## What you need to do
Copy each line of the following material exactly.
=-=-=-=-=
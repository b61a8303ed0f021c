//! News article search (NewsAPI `everything` endpoint).

use anyhow::{bail, Context, Result};
use async_trait::async_trait;
use chrono::{DateTime, Utc};
use std::time::Duration;

use crate::config::ProviderConfig;
use crate::models::{CandidateItem, ItemKind};
use crate::period::format_rfc3339;
use crate::traits::{NewsQuery, NewsSearch, SearchPage};

/// Placeholder title NewsAPI uses for articles taken down by the publisher.
pub const REMOVED_TITLE: &str = "[Removed]";

pub struct NewsClient {
    client: reqwest::Client,
    base_url: String,
    api_key: Option<String>,
    key_var: Option<String>,
}

impl NewsClient {
    pub fn new(base_url: impl Into<String>, api_key: Option<String>, timeout_secs: u64) -> Result<Self> {
        let client = reqwest::Client::builder()
            .timeout(Duration::from_secs(timeout_secs))
            .build()?;
        Ok(Self {
            client,
            base_url: base_url.into().trim_end_matches('/').to_string(),
            api_key,
            key_var: None,
        })
    }

    pub fn from_config(config: &ProviderConfig) -> Result<Self> {
        let api_key = config
            .api_key_env
            .as_ref()
            .and_then(|var| std::env::var(var).ok());
        let mut client = Self::new(&config.base_url, api_key, config.timeout_secs)?;
        client.key_var = config.api_key_env.clone();
        Ok(client)
    }
}

#[async_trait]
impl NewsSearch for NewsClient {
    async fn search(&self, query: &NewsQuery) -> Result<SearchPage> {
        let mut params = vec![
            ("q", query.query.clone()),
            ("pageSize", query.page_size.to_string()),
            ("sortBy", query.sort.as_param().to_string()),
        ];
        if let Some(after) = query.published_after {
            params.push(("from", format_rfc3339(after)));
        }

        let mut request = self
            .client
            .get(format!("{}/everything", self.base_url))
            .query(&params);
        match (&self.api_key, &self.key_var) {
            (Some(key), _) => request = request.header("X-Api-Key", key),
            (None, Some(var)) => bail!("{} environment variable not set", var),
            (None, None) => {}
        }

        let response = request.send().await.context("news search request failed")?;
        let status = response.status();
        if !status.is_success() {
            let body_text = response.text().await.unwrap_or_default();
            bail!("News API error {}: {}", status, body_text);
        }

        let json: serde_json::Value = response.json().await?;
        let page = parse_news_response(&json)?;
        tracing::info!(query = %query.query, total = page.total, returned = page.items.len(), "news search");
        Ok(page)
    }
}

fn parse_news_response(json: &serde_json::Value) -> Result<SearchPage> {
    if json.get("status").and_then(|s| s.as_str()) == Some("error") {
        let message = json
            .get("message")
            .and_then(|m| m.as_str())
            .unwrap_or("unknown error");
        bail!("News API error: {}", message);
    }

    let articles = json
        .get("articles")
        .and_then(|a| a.as_array())
        .ok_or_else(|| anyhow::anyhow!("Invalid news response: missing articles array"))?;

    let str_field = |v: &serde_json::Value, key: &str| {
        v.get(key)
            .and_then(|s| s.as_str())
            .map(str::to_string)
            .unwrap_or_default()
    };

    let mut items = Vec::with_capacity(articles.len());
    for article in articles {
        let url = str_field(article, "url");
        if url.is_empty() {
            continue;
        }
        let mut item = CandidateItem::new(url.clone(), ItemKind::Article, str_field(article, "title"));
        item.url = url;
        item.description = str_field(article, "description");
        item.thumbnail_url = article
            .get("urlToImage")
            .and_then(|s| s.as_str())
            .map(str::to_string);
        item.published_at = article
            .get("publishedAt")
            .and_then(|s| s.as_str())
            .and_then(|s| DateTime::parse_from_rfc3339(s).ok())
            .map(|dt| dt.with_timezone(&Utc));
        item.metadata.source_name = article
            .pointer("/source/name")
            .and_then(|s| s.as_str())
            .map(str::to_string);
        item.body = article
            .get("content")
            .and_then(|s| s.as_str())
            .map(str::to_string);
        items.push(item);
    }

    let total = json
        .get("totalResults")
        .and_then(|t| t.as_u64())
        .unwrap_or(items.len() as u64);

    Ok(SearchPage { total, items })
}

/// An article is worth showing if it wasn't removed and has some text.
pub fn is_presentable(item: &CandidateItem) -> bool {
    item.title != REMOVED_TITLE
        && !item.title.trim().is_empty()
        && !(item.description.trim().is_empty()
            && item.body.as_deref().map_or(true, |b| b.trim().is_empty()))
}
=-=-=-=-=
## Task solution
repository b61a8303ed0f021c
//! News article search (NewsAPI `everything` endpoint).

use anyhow::{bail, Context, Result};
use async_trait::async_trait;
use chrono::{DateTime, Utc};
use std::time::Duration;

use crate::config::ProviderConfig;
use crate::models::{CandidateItem, ItemKind};
use crate::period::format_rfc3339;
use crate::traits::{NewsQuery, NewsSearch, SearchPage};

/// Placeholder title NewsAPI uses for articles taken down by the publisher.
pub const REMOVED_TITLE: &str = "[Removed]";

pub struct NewsClient {
    client: reqwest::Client,
    base_url: String,
    api_key: Option<String>,
    key_var: Option<String>,
}

impl NewsClient {
    pub fn new(base_url: impl Into<String>, api_key: Option<String>, timeout_secs: u64) -> Result<Self> {
        let client = reqwest::Client::builder()
            .timeout(Duration::from_secs(timeout_secs))
            .build()?;
        Ok(Self {
            client,
            base_url: base_url.into().trim_end_matches('/').to_string(),
            api_key,
            key_var: None,
        })
    }

    pub fn from_config(config: &ProviderConfig) -> Result<Self> {
        let api_key = config
            .api_key_env
            .as_ref()
            .and_then(|var| std::env::var(var).ok());
        let mut client = Self::new(&config.base_url, api_key, config.timeout_secs)?;
        client.key_var = config.api_key_env.clone();
        Ok(client)
    }
}

#[async_trait]
impl NewsSearch for NewsClient {
    async fn search(&self, query: &NewsQuery) -> Result<SearchPage> {
        let mut params = vec![
            ("q", query.query.clone()),
            ("pageSize", query.page_size.to_string()),
            ("sortBy", query.sort.as_param().to_string()),
        ];
        if let Some(after) = query.published_after {
            params.push(("from", format_rfc3339(after)));
        }

        let mut request = self
            .client
            .get(format!("{}/everything", self.base_url))
            .query(&params);
        match (&self.api_key, &self.key_var) {
            (Some(key), _) => request = request.header("X-Api-Key", key),
            (None, Some(var)) => bail!("{} environment variable not set", var),
            (None, None) => {}
        }

        let response = request.send().await.context("news search request failed")?;
        let status = response.status();
        if !status.is_success() {
            let body_text = response.text().await.unwrap_or_default();
            bail!("News API error {}: {}", status, body_text);
        }

        let json: serde_json::Value = response.json().await?;
        let page = parse_news_response(&json)?;
        tracing::info!(query = %query.query, total = page.total, returned = page.items.len(), "news search");
        Ok(page)
    }
}

fn parse_news_response(json: &serde_json::Value) -> Result<SearchPage> {
    if json.get("status").and_then(|s| s.as_str()) == Some("error") {
        let message = json
            .get("message")
            .and_then(|m| m.as_str())
            .unwrap_or("unknown error");
        bail!("News API error: {}", message);
    }

    let articles = json
        .get("articles")
        .and_then(|a| a.as_array())
        .ok_or_else(|| anyhow::anyhow!("Invalid news response: missing articles array"))?;

    let str_field = |v: &serde_json::Value, key: &str| {
        v.get(key)
            .and_then(|s| s.as_str())
            .map(str::to_string)
            .unwrap_or_default()
    };

    let mut items = Vec::with_capacity(articles.len());
    for article in articles {
        let url = str_field(article, "url");
        if url.is_empty() {
            continue;
        }
        let mut item = CandidateItem::new(url.clone(), ItemKind::Article, str_field(article, "title"));
        item.url = url;
        item.description = str_field(article, "description");
        item.thumbnail_url = article
            .get("urlToImage")
            .and_then(|s| s.as_str())
            .map(str::to_string);
        item.published_at = article
            .get("publishedAt")
            .and_then(|s| s.as_str())
            .and_then(|s| DateTime::parse_from_rfc3339(s).ok())
            .map(|dt| dt.with_timezone(&Utc));
        item.metadata.source_name = article
            .pointer("/source/name")
            .and_then(|s| s.as_str())
            .map(str::to_string);
        item.body = article
            .get("content")
            .and_then(|s| s.as_str())
            .map(str::to_string);
        items.push(item);
    }

    let total = json
        .get("totalResults")
        .and_then(|t| t.as_u64())
        .unwrap_or(items.len() as u64);

    Ok(SearchPage { total, items })
}

/// An article is worth showing if it wasn't removed and has some text.
pub fn is_presentable(item: &CandidateItem) -> bool {
    item.title != REMOVED_TITLE
        && !item.title.trim().is_empty()
        && !(item.description.trim().is_empty()
            && item.body.as_deref().map_or(true, |b| b.trim().is_empty()))
}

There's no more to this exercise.